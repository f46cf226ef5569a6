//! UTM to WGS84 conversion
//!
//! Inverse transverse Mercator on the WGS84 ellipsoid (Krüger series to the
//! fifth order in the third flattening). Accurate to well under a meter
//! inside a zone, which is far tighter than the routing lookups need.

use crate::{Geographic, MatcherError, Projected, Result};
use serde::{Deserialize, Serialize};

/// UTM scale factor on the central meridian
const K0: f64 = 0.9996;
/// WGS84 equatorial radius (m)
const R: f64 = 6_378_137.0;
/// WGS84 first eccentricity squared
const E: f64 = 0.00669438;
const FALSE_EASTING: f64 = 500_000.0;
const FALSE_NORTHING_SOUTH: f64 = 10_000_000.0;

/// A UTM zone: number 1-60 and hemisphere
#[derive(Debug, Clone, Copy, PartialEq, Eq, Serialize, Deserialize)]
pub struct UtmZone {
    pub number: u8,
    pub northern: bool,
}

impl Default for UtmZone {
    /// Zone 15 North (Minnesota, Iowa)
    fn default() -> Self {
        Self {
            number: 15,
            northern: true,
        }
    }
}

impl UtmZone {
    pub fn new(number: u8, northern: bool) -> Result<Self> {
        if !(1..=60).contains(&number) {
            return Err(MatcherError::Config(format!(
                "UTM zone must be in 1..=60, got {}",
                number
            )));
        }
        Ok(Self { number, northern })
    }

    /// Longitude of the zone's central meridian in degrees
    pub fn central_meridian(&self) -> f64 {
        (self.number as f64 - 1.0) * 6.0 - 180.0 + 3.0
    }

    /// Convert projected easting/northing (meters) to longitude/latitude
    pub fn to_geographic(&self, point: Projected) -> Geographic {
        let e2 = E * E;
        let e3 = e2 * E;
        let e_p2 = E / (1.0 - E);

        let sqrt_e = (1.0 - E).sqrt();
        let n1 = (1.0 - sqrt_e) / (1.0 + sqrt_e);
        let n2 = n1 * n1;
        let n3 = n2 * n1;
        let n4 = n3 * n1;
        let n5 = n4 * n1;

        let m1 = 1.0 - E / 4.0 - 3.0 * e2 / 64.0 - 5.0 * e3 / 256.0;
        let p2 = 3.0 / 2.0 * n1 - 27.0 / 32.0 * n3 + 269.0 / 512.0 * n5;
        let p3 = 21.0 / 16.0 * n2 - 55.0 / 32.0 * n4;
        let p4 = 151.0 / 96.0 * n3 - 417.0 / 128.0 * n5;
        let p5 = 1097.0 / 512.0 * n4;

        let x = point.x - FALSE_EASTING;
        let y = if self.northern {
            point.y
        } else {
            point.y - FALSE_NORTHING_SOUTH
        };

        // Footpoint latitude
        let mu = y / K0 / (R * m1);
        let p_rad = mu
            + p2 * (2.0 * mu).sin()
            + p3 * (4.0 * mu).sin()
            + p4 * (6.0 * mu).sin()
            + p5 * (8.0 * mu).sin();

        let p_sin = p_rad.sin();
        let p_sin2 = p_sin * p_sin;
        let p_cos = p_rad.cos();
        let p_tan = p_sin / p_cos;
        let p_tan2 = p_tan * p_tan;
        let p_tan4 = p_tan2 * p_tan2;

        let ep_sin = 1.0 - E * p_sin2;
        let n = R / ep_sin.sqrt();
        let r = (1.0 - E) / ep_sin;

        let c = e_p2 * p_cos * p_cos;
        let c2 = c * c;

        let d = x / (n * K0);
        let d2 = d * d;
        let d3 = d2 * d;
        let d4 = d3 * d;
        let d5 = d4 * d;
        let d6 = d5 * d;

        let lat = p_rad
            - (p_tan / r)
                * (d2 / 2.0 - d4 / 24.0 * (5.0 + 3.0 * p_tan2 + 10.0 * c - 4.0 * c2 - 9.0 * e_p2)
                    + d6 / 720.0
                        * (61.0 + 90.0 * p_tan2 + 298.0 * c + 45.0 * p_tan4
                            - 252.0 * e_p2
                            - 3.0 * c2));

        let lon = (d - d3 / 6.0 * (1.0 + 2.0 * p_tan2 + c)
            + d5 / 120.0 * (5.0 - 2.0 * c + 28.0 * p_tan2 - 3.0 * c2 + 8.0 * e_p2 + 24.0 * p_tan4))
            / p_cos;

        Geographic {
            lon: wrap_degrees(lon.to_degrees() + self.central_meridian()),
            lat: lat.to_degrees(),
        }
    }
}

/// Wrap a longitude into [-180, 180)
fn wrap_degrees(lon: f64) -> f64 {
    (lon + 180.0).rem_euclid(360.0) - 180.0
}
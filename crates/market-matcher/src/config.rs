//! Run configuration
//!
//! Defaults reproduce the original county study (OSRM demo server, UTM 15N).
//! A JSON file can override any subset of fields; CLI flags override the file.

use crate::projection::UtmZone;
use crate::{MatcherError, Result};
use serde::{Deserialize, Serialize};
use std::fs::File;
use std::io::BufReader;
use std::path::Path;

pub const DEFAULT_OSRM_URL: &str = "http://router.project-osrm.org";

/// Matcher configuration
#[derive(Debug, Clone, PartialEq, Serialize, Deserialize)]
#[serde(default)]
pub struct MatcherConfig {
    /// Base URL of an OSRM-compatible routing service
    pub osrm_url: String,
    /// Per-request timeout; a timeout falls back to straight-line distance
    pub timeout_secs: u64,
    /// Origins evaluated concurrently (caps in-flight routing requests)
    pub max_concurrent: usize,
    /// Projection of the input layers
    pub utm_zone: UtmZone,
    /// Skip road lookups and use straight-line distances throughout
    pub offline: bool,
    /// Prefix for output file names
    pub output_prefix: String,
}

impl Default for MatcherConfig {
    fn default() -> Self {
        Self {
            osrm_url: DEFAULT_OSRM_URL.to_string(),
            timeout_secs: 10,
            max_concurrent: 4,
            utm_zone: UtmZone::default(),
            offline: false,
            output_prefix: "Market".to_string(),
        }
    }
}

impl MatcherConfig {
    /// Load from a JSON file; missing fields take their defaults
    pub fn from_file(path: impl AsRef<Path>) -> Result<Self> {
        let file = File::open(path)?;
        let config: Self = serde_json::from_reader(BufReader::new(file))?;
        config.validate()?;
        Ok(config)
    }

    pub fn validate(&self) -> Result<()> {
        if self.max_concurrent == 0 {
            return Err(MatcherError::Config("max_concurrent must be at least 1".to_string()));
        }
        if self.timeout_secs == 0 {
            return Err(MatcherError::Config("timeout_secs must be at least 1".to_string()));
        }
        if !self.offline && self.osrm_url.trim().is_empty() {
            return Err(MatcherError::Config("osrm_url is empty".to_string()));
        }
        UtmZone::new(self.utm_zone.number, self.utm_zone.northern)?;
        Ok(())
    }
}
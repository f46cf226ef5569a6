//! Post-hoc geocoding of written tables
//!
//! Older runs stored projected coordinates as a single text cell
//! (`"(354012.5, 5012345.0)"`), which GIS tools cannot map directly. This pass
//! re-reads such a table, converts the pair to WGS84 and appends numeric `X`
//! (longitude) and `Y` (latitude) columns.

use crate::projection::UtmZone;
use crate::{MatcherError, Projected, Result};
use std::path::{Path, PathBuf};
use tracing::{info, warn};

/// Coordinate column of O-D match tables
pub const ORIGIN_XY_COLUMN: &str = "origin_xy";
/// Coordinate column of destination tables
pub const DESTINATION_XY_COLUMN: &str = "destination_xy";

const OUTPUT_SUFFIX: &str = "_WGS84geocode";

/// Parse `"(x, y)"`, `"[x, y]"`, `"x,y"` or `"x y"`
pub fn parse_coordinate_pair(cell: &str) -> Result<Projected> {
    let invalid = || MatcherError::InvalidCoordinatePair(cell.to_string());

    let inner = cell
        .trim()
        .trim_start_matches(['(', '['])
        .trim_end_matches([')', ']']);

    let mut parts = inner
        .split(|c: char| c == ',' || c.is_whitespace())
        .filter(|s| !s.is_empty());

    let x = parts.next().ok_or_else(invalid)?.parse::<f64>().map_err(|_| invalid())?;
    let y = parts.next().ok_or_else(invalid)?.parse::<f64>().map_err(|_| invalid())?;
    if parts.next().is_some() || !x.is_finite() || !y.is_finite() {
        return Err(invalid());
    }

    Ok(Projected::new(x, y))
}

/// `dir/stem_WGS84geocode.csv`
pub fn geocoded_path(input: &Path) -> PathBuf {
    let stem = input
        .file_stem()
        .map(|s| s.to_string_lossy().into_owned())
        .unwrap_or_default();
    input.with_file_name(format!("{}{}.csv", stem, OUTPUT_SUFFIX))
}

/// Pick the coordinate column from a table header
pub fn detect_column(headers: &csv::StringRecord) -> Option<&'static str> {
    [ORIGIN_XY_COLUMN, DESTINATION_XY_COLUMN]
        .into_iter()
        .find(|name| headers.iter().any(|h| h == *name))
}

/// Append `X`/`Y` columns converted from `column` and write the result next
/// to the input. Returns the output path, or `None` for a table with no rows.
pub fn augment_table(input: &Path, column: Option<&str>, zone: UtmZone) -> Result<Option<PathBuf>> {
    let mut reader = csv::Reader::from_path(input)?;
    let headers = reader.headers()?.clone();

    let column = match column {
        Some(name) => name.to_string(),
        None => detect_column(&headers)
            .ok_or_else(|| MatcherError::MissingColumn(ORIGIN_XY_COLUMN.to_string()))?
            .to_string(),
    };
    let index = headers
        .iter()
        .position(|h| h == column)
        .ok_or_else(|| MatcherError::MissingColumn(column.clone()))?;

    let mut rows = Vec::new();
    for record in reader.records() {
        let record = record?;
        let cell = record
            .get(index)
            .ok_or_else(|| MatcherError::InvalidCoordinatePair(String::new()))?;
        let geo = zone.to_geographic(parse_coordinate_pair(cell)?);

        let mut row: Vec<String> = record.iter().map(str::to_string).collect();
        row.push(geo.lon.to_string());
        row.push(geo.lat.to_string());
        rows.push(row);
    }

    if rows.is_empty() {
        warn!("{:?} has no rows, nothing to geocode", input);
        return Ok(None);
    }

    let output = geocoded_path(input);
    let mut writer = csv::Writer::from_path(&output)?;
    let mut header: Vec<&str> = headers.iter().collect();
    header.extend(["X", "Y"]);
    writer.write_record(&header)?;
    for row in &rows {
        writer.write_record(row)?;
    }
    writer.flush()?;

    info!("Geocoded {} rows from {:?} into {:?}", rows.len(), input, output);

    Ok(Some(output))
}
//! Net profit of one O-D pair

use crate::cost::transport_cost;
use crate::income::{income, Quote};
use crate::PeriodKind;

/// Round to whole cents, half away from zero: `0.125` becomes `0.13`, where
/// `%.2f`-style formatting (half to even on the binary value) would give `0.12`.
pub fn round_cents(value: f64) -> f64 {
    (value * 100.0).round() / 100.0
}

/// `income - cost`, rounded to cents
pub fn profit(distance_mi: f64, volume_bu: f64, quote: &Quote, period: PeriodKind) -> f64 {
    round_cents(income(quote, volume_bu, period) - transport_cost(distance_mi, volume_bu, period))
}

### DIRECTIONS FOR THIS TASK
Find each line in the data above with the word "impl", then copy it.

### TASK RESULT
impl Default for UtmZone {
impl UtmZone {
impl Default for MatcherConfig {
impl MatcherConfig {
    pub fn from_file(path: impl AsRef<Path>) -> Result<Self> {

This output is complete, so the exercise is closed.